Income stability versus liquidity risk
The abolition of fixed-term tenancies means tenants may now remain indefinitely or depart on two months’ notice. For lenders accustomed to assessing income streams on the predictability of 12- or 24-month assured shorthold tenancies, this introduces a new volatility. Brokers will need to factor shorter income assurance periods and potential voids into affordability models.
However, the government argues that open-ended tenancies will deliver stability, as tenants are less likely to move if they feel secure and protected from arbitrary eviction. Yet, from the landlord’s perspective, that flexibility runs only one way. “Tenants will no longer be locked into fixed-term contracts,” notes one Midlands investor, “but as landlords, we remain locked into fixed-term mortgage repayments — often at rising rates.”
This asymmetry lies at the heart of a growing narrative among property investors that Prime Minister Keir Starmer’s government is waging what some describe as a “war on landlords.” By restricting eviction routes and tightening compliance standards while mortgage rates remain historically elevated, critics argue the reforms risk discouraging investment and shrinking rental supply.
Portfolio stress and lender exposure
Smaller landlords, in particular, may find the new rules prohibitive.
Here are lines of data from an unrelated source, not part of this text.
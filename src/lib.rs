//! Leptos client-side app hosting the cosmic neural network backdrop.

use leptos::prelude::*;
use leptos_meta::*;
use leptos_router::components::*;
use leptos_router::path;
use log::{Level, info};

pub mod components;
mod hooks;
mod pages;

use crate::pages::home::Home;
use crate::pages::not_found::NotFound;

/// Initialize logging and panic hooks for the WASM target.
pub fn init_logging() {
	let _ = console_log::init_with_level(Level::Debug);
	console_error_panic_hook::set_once();
	info!("Logging initialized");
}

/// Routes `/` to the landing page and everything else to the 404 page.
#[component]
pub fn App() -> impl IntoView {
	provide_meta_context();

	view! {
		<Html attr:lang="en" attr:dir="ltr" attr:data-theme="dark" />

		<Title text="Cosmic Neural Background" />

		<Meta charset="UTF-8" />
		<Meta name="viewport" content="width=device-width, initial-scale=1.0" />

		<Router>
			<Routes fallback=|| view! { <NotFound /> }>
				<Route path=path!("/") view=Home />
			</Routes>
		</Router>
	}
}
With extended notice periods — four months after the first 12 months of tenancy — and more limited grounds for possession, the ability to sell or refinance a property swiftly will diminish. That may constrain liquidity just as higher capital adequacy standards and affordability tests already tighten lending conditions.
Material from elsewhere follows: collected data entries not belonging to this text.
use std::f64::consts::PI;

use web_sys::{CanvasGradient, CanvasRenderingContext2d};

use super::types::Rgba;

#[derive(Clone, Copy, Debug, PartialEq)]
pub struct Line {
	pub from: (f64, f64),
	pub to: (f64, f64),
}

impl Line {
	pub fn new(x1: f64, y1: f64, x2: f64, y2: f64) -> Self {
		Self {
			from: (x1, y1),
			to: (x2, y2),
		}
	}
}

/// The immediate-mode 2D calls the renderer needs.
pub trait Painter {
	fn clear(&self, width: f64, height: f64);
	/// Fills the rect `(0, 0, width, height)` with a gradient running from
	/// `start` to `end`.
	fn fill_linear_gradient(&self, start: (f64, f64), end: (f64, f64), stops: &[(f64, Rgba)], width: f64, height: f64);
	/// Fills a disc whose colour fades radially from the centre outwards.
	fn fill_radial_glow(&self, x: f64, y: f64, radius: f64, stops: &[(f64, Rgba)]);
	fn fill_circle(&self, x: f64, y: f64, radius: f64, color: Rgba);
	/// Strokes all `lines` as one path.
	fn stroke_lines(&self, lines: &[Line], width: f64, color: Rgba);
	/// Draws `text` centred on `(x, y)`.
	fn fill_text(&self, text: &str, x: f64, y: f64, font: &str, color: Rgba);
}

fn add_stops(gradient: &CanvasGradient, stops: &[(f64, Rgba)]) {
	for (offset, color) in stops {
		let _ = gradient.add_color_stop(*offset as f32, &color.to_string());
	}
}

impl Painter for CanvasRenderingContext2d {
	fn clear(&self, width: f64, height: f64) {
		self.clear_rect(0.0, 0.0, width, height);
	}

	fn fill_linear_gradient(&self, start: (f64, f64), end: (f64, f64), stops: &[(f64, Rgba)], width: f64, height: f64) {
		let gradient = self.create_linear_gradient(start.0, start.1, end.0, end.1);
		add_stops(&gradient, stops);
		#[allow(deprecated)]
		self.set_fill_style(&gradient);
		self.fill_rect(0.0, 0.0, width, height);
	}

	fn fill_radial_glow(&self, x: f64, y: f64, radius: f64, stops: &[(f64, Rgba)]) {
		let Ok(gradient) = self.create_radial_gradient(x, y, 0.0, x, y, radius) else {
			return;
		};
		add_stops(&gradient, stops);
		#[allow(deprecated)]
		self.set_fill_style(&gradient);
		self.begin_path();
		let _ = self.arc(x, y, radius, 0.0, 2.0 * PI);
		self.fill();
	}

	fn fill_circle(&self, x: f64, y: f64, radius: f64, color: Rgba) {
		self.begin_path();
		self.set_fill_style_str(&color.to_string());
		let _ = self.arc(x, y, radius.max(0.0), 0.0, 2.0 * PI);
		self.fill();
	}

	fn stroke_lines(&self, lines: &[Line], width: f64, color: Rgba) {
		self.begin_path();
		for line in lines {
			self.move_to(line.from.0, line.from.1);
			self.line_to(line.to.0, line.to.1);
		}
		self.set_line_width(width);
		self.set_stroke_style_str(&color.to_string());
		self.stroke();
	}

	fn fill_text(&self, text: &str, x: f64, y: f64, font: &str, color: Rgba) {
		self.set_text_align("center");
		self.set_text_baseline("middle");
		self.set_font(font);
		self.set_fill_style_str(&color.to_string());
		let _ = CanvasRenderingContext2d::fill_text(self, text, x, y);
	}
}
A recent National Residential Landlords Association (NRLA) poll found more than three-quarters of landlords were “concerned or very concerned” about the reforms. Some are considering offloading part of their portfolios, a move that could cool transaction volumes and soften valuations across the buy-to-let sector.
Compliance and cost inflation
The extension of the Decent Homes Standard and Awaab’s Law into the private sector introduces mandatory remediation deadlines for hazards such as mould and damp. Lenders and brokers must ensure borrowers have provisioned for higher maintenance and compliance costs — particularly those with older or energy-inefficient stock. These obligations, though laudable in intent, will compress margins and heighten default sensitivity if rents cannot adjust in line with costs.
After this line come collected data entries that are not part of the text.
use super::state::BackgroundState;
use super::surface::{Line, Painter};
use super::types::{CYAN, GLYPH_INK, MAGENTA, Rgb};

// Pointer parallax per layer, nearer layers move more.
const NEBULA_PARALLAX: f64 = 0.35;
const GRID_PARALLAX: f64 = 0.6;
const TRACE_PARALLAX: f64 = 0.22;
const STAR_PARALLAX_SCALE: f64 = 34.0;
const EDGE_PARALLAX: f64 = 0.3;
const CROSS_EDGE_PARALLAX: f64 = 0.25;
const PACKET_PARALLAX: f64 = 0.24;
const NODE_PARALLAX: f64 = 0.28;
const GLYPH_PARALLAX: f64 = 0.18;

const PACKET_TRAIL: f64 = 0.08;

const BACKDROP: [(f64, Rgb, f64); 3] = [
	(0.0, Rgb(18, 14, 39), 0.88),
	(0.45, Rgb(24, 35, 62), 0.82),
	(1.0, Rgb(10, 28, 44), 0.84),
];

/// Distance under which two nodes are joined by an edge.
pub fn edge_threshold(width: f64) -> f64 {
	if width > 1100.0 { 220.0 } else { 180.0 }
}

fn grid_spacing(width: f64) -> f64 {
	if width > 960.0 { 140.0 } else { 100.0 }
}

/// Paints one frame back to front.
pub fn render(state: &BackgroundState, painter: &impl Painter) {
	let offset = state.pointer.offset(state.config.pointer_amplitude);
	painter.clear(state.width, state.height);
	draw_backdrop(state, painter);
	draw_nebulae(state, painter, offset);
	draw_circuit_grid(state, painter, offset);
	draw_stars(state, painter, offset);
	draw_edges(state, painter, offset);
	draw_packets(state, painter, offset);
	draw_nodes(state, painter, offset);
	draw_glyphs(state, painter, offset);
}

fn draw_backdrop(state: &BackgroundState, painter: &impl Painter) {
	let stops = BACKDROP.map(|(at, rgb, a)| (at, rgb.alpha(a)));
	painter.fill_linear_gradient(
		(0.0, 0.0),
		(state.width, state.height),
		&stops,
		state.width,
		state.height,
	);
}

fn draw_nebulae(state: &BackgroundState, painter: &impl Painter, (ox, oy): (f64, f64)) {
	for nebula in &state.scene.nebulae {
		let (x, y, radius) = nebula.placement_at(state.timestamp);
		let (x, y) = (x + ox * NEBULA_PARALLAX, y + oy * NEBULA_PARALLAX);
		let stops = [
			(0.0, nebula.tint.alpha(nebula.alpha)),
			(0.56, nebula.tint.alpha(nebula.alpha * 0.34)),
			(1.0, nebula.tint.alpha(0.0)),
		];
		painter.fill_radial_glow(x, y, radius, &stops);
	}
}

fn draw_circuit_grid(state: &BackgroundState, painter: &impl Painter, (ox, oy): (f64, f64)) {
	let (w, h) = (state.width, state.height);
	let spacing = grid_spacing(w);
	let (shift_x, shift_y) = ((ox * GRID_PARALLAX) % spacing, (oy * GRID_PARALLAX) % spacing);

	let mut grid = Vec::new();
	let mut x = -spacing;
	while x < w + spacing {
		grid.push(Line::new(x + shift_x, 0.0, x + shift_x, h));
		x += spacing;
	}
	let mut y = -spacing;
	while y < h + spacing {
		grid.push(Line::new(0.0, y + shift_y, w, y + shift_y));
		y += spacing;
	}
	painter.stroke_lines(&grid, 1.0, CYAN.alpha(0.055));

	let (tx, ty) = (ox * TRACE_PARALLAX, oy * TRACE_PARALLAX);
	let traces: Vec<Line> = state
		.scene
		.traces
		.iter()
		.map(|trace| {
			let (end_x, end_y) = trace.end();
			Line::new(trace.x + tx, trace.y + ty, end_x + tx, end_y + ty)
		})
		.collect();
	painter.stroke_lines(&traces, 1.1, MAGENTA.alpha(0.09));
}

fn draw_stars(state: &BackgroundState, painter: &impl Painter, (ox, oy): (f64, f64)) {
	for star in &state.scene.stars {
		let depth = star.parallax / STAR_PARALLAX_SCALE;
		painter.fill_circle(
			star.x + ox * depth,
			star.y + oy * depth,
			star.radius,
			star.tint.alpha(star.alpha_at(state.timestamp)),
		);
	}
}

fn draw_edges(state: &BackgroundState, painter: &impl Painter, (ox, oy): (f64, f64)) {
	let nodes = &state.scene.nodes;
	let max_distance = edge_threshold(state.width);

	for (i, first) in nodes.iter().enumerate() {
		for second in &nodes[i + 1..] {
			let distance = (first.x - second.x).hypot(first.y - second.y);
			if distance > max_distance {
				continue;
			}

			let strength = 1.0 - distance / max_distance;
			let alpha = (strength * 0.32).clamp(0.03, 0.24);
			let (ex, ey) = (ox * EDGE_PARALLAX, oy * EDGE_PARALLAX);
			painter.stroke_lines(
				&[Line::new(first.x + ex, first.y + ey, second.x + ex, second.y + ey)],
				1.0,
				CYAN.alpha(alpha),
			);

			if distance < max_distance * 0.55 {
				let (cx, cy) = (ox * CROSS_EDGE_PARALLAX, oy * CROSS_EDGE_PARALLAX);
				painter.stroke_lines(
					&[Line::new(first.x + cx, first.y + cy, second.x + cx, second.y + cy)],
					0.75,
					MAGENTA.alpha(alpha * 0.55),
				);
			}
		}
	}
}

fn draw_packets(state: &BackgroundState, painter: &impl Painter, (ox, oy): (f64, f64)) {
	let (px, py) = (ox * PACKET_PARALLAX, oy * PACKET_PARALLAX);
	for packet in &state.scene.packets {
		// Stale indices around a rebuild: skip this frame.
		let Some((from, to)) = packet.endpoints(&state.scene.nodes) else {
			continue;
		};
		let at = |progress: f64| {
			(
				from.x + (to.x - from.x) * progress + px,
				from.y + (to.y - from.y) * progress + py,
			)
		};
		let (x, y) = at(packet.progress);
		let (trail_x, trail_y) = at((packet.progress - PACKET_TRAIL).max(0.0));

		painter.stroke_lines(&[Line::new(trail_x, trail_y, x, y)], 1.7, packet.tint.alpha(0.32));
		painter.fill_circle(x, y, 2.5, packet.tint.alpha(0.96));
		painter.fill_circle(x, y, 6.0, packet.tint.alpha(0.2));
	}
}

fn draw_nodes(state: &BackgroundState, painter: &impl Painter, (ox, oy): (f64, f64)) {
	for node in &state.scene.nodes {
		let pulse = node.pulse_at(state.timestamp, state.reduced_motion);
		let (x, y) = (node.x + ox * NODE_PARALLAX, node.y + oy * NODE_PARALLAX);
		painter.fill_circle(x, y, node.radius * 3.0 * pulse, CYAN.alpha(0.22));
		painter.fill_circle(x, y, node.radius * pulse, CYAN.alpha(0.95));
	}
}

fn draw_glyphs(state: &BackgroundState, painter: &impl Painter, (ox, oy): (f64, f64)) {
	for glyph in &state.scene.glyphs {
		painter.fill_text(
			glyph.symbol,
			glyph.x + ox * GLYPH_PARALLAX,
			glyph.y + oy * GLYPH_PARALLAX,
			&format!("{}px \"JetBrains Mono\", monospace", glyph.size),
			GLYPH_INK.alpha(glyph.alpha_at(state.timestamp)),
		);
	}
}

#[cfg(test)]
mod tests {
	use super::*;
	use crate::components::cosmic_background::config::BackgroundConfig;
	use crate::components::cosmic_background::scene::Scene;
	use crate::components::cosmic_background::surface::tests::{Op, RecordingPainter};
	use crate::components::cosmic_background::types::*;

	fn node(x: f64, y: f64) -> GraphNode {
		GraphNode {
			x,
			y,
			vx: 0.0,
			vy: 0.0,
			radius: 2.0,
			phase: 0.0,
		}
	}

	fn tiny_state(reduced_motion: bool) -> BackgroundState {
		let mut state = BackgroundState::new(BackgroundConfig::default(), 1, 800.0, 600.0, reduced_motion);
		state.scene = Scene {
			stars: vec![Star {
				x: 10.0,
				y: 10.0,
				radius: 1.0,
				alpha: 0.5,
				twinkle_speed: 0.001,
				phase: 0.0,
				drift_x: 0.0,
				drift_y: 0.0,
				parallax: 17.0,
				tint: STAR_TINTS[0],
			}],
			nebulae: vec![Nebula {
				base_x: 400.0,
				base_y: 300.0,
				radius: 200.0,
				pulse: 0.0,
				sway: 20.0,
				speed: 0.0001,
				alpha: 0.15,
				tint: MAGENTA,
			}],
			nodes: vec![node(100.0, 100.0), node(150.0, 100.0)],
			packets: vec![Packet {
				pair: NodePair { from: 0, to: 1 },
				progress: 0.5,
				speed: 0.01,
				tint: CYAN,
			}],
			glyphs: vec![Glyph {
				x: 300.0,
				y: 300.0,
				size: 12.0,
				alpha: 0.2,
				drift_x: 0.0,
				drift_y: 0.1,
				phase: 0.0,
				symbol: "fn()",
			}],
			traces: vec![Trace {
				orientation: Orientation::Vertical,
				x: 50.0,
				y: 60.0,
				length: 100.0,
			}],
		};
		state
	}

	fn label(op: &Op) -> &'static str {
		match op {
			Op::Clear => "clear",
			Op::LinearGradient => "backdrop",
			Op::RadialGlow { .. } => "glow",
			Op::Circle { .. } => "circle",
			Op::Lines { .. } => "lines",
			Op::Text { .. } => "text",
		}
	}

	#[test]
	fn layers_paint_back_to_front() {
		let state = tiny_state(false);
		let painter = RecordingPainter::default();
		render(&state, &painter);

		let labels: Vec<_> = painter.ops.borrow().iter().map(label).collect();
		assert_eq!(
			labels,
			[
				"clear", "backdrop", "glow", // nebula
				"lines", "lines", // grid, traces
				"circle", // star
				"lines", "lines", // edge, cross edge
				"lines", "circle", "circle", // packet
				"circle", "circle", "circle", "circle", // nodes
				"text",
			]
		);
	}

	#[test]
	fn stale_packet_is_skipped() {
		let mut state = tiny_state(false);
		state.scene.packets[0].pair = NodePair { from: 0, to: 9 };
		let painter = RecordingPainter::default();
		render(&state, &painter);

		let widths: Vec<f64> = painter
			.ops
			.borrow()
			.iter()
			.filter_map(|op| match op {
				Op::Lines { width, .. } => Some(*width),
				_ => None,
			})
			.collect();
		assert!(!widths.contains(&1.7));
		let packet_halo = CYAN.alpha(0.2);
		assert!(!painter.ops.borrow().iter().any(
			|op| matches!(op, Op::Circle { radius, color, .. } if *radius == 6.0 && *color == packet_halo)
		));
		// Node halos share the 6 px radius and must still be drawn.
		let node_halos = painter
			.ops
			.borrow()
			.iter()
			.filter(|op| matches!(op, Op::Circle { radius, color, .. } if *radius == 6.0 && *color == CYAN.alpha(0.22)))
			.count();
		assert_eq!(node_halos, 2);
	}

	#[test]
	fn distant_nodes_are_not_joined() {
		let mut state = tiny_state(false);
		state.scene.nodes[1].x = 100.0 + 181.0;
		state.scene.packets.clear();
		let painter = RecordingPainter::default();
		render(&state, &painter);

		let lines = painter.ops.borrow().iter().filter(|op| matches!(op, Op::Lines { .. })).count();
		assert_eq!(lines, 2);
	}

	#[test]
	fn cross_edge_only_for_close_nodes() {
		let mut state = tiny_state(false);
		state.scene.nodes[1].x = 100.0 + 120.0;
		state.scene.packets.clear();
		let painter = RecordingPainter::default();
		render(&state, &painter);

		let edges: Vec<Rgba> = painter
			.ops
			.borrow()
			.iter()
			.filter_map(|op| match op {
				Op::Lines { width, color, .. } if *width == 1.0 && color.0 == CYAN && color.1 > 0.055 => Some(*color),
				Op::Lines { width, color, .. } if *width == 0.75 => Some(*color),
				_ => None,
			})
			.collect();
		assert_eq!(edges.len(), 1);
		assert!((edges[0].1 - 0.03_f64.max((1.0 - 120.0 / 180.0) * 0.32)).abs() < 1e-12);
	}

	#[test]
	fn reduced_motion_nodes_do_not_pulse() {
		let mut state = tiny_state(true);
		state.timestamp = 523.0;
		let painter = RecordingPainter::default();
		render(&state, &painter);

		let radii: Vec<f64> = painter
			.ops
			.borrow()
			.iter()
			.filter_map(|op| match op {
				Op::Circle { radius, color, .. } if color.0 == CYAN && (color.1 == 0.22 || color.1 == 0.95) => {
					Some(*radius)
				}
				_ => None,
			})
			.collect();
		assert_eq!(radii, [6.0, 2.0, 6.0, 2.0]);
	}

	#[test]
	fn pointer_shifts_near_layers_more_than_far_ones() {
		let mut state = tiny_state(true);
		state.pointer = Pointer { x: 1.0, y: 0.5 };
		let painter = RecordingPainter::default();
		render(&state, &painter);

		let ops = painter.ops.borrow();
		let Some(Op::RadialGlow { x: glow_x, .. }) = ops.iter().find(|op| matches!(op, Op::RadialGlow { .. })) else {
			panic!("no nebula painted");
		};
		let Some(Op::Text { x: text_x, .. }) = ops.iter().find(|op| matches!(op, Op::Text { .. })) else {
			panic!("no glyph painted");
		};
		let (sway_x, _, _) = state.scene.nebulae[0].placement_at(0.0);
		assert!((glow_x - (sway_x + 12.0 * 0.35)).abs() < 1e-9);
		assert!((text_x - (300.0 + 12.0 * 0.18)).abs() < 1e-9);
	}

	#[test]
	fn edge_threshold_scales_with_width() {
		assert_eq!(edge_threshold(1920.0), 220.0);
		assert_eq!(edge_threshold(800.0), 180.0);
	}
}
Practical caution among landlords
As Mary Davis, a London based landlord, told Mortgage Introducer: “I’m selling my inventment properties. With fixed-terms gone and tougher possession grounds, the risk profile has shifted. I now factor in six-to-eight weeks’ void risk rather than three, with accredited landlord fees & Tax hikes its become risky and better returns can be made else where.”
Her remarks echo a wider recalibration in landlord sentiment — cautious, analytical, and increasingly selective.
A delicate balancing act
For mortgage professionals, the Renters’ Rights Act may enhance tenant protection, but it introduces new systemic risks for lenders. Cash-flow modelling, stress-testing, and portfolio diversification will become more critical than ever.
The government’s ambition to create “a fairer rental market” is admirable, but fairness cuts both ways. As landlords shoulder rising costs and fixed borrowing commitments while tenants gain freedom to move at short notice, the question remains whether reform has tipped the scales too far — and at what cost to housing supply and financial stability.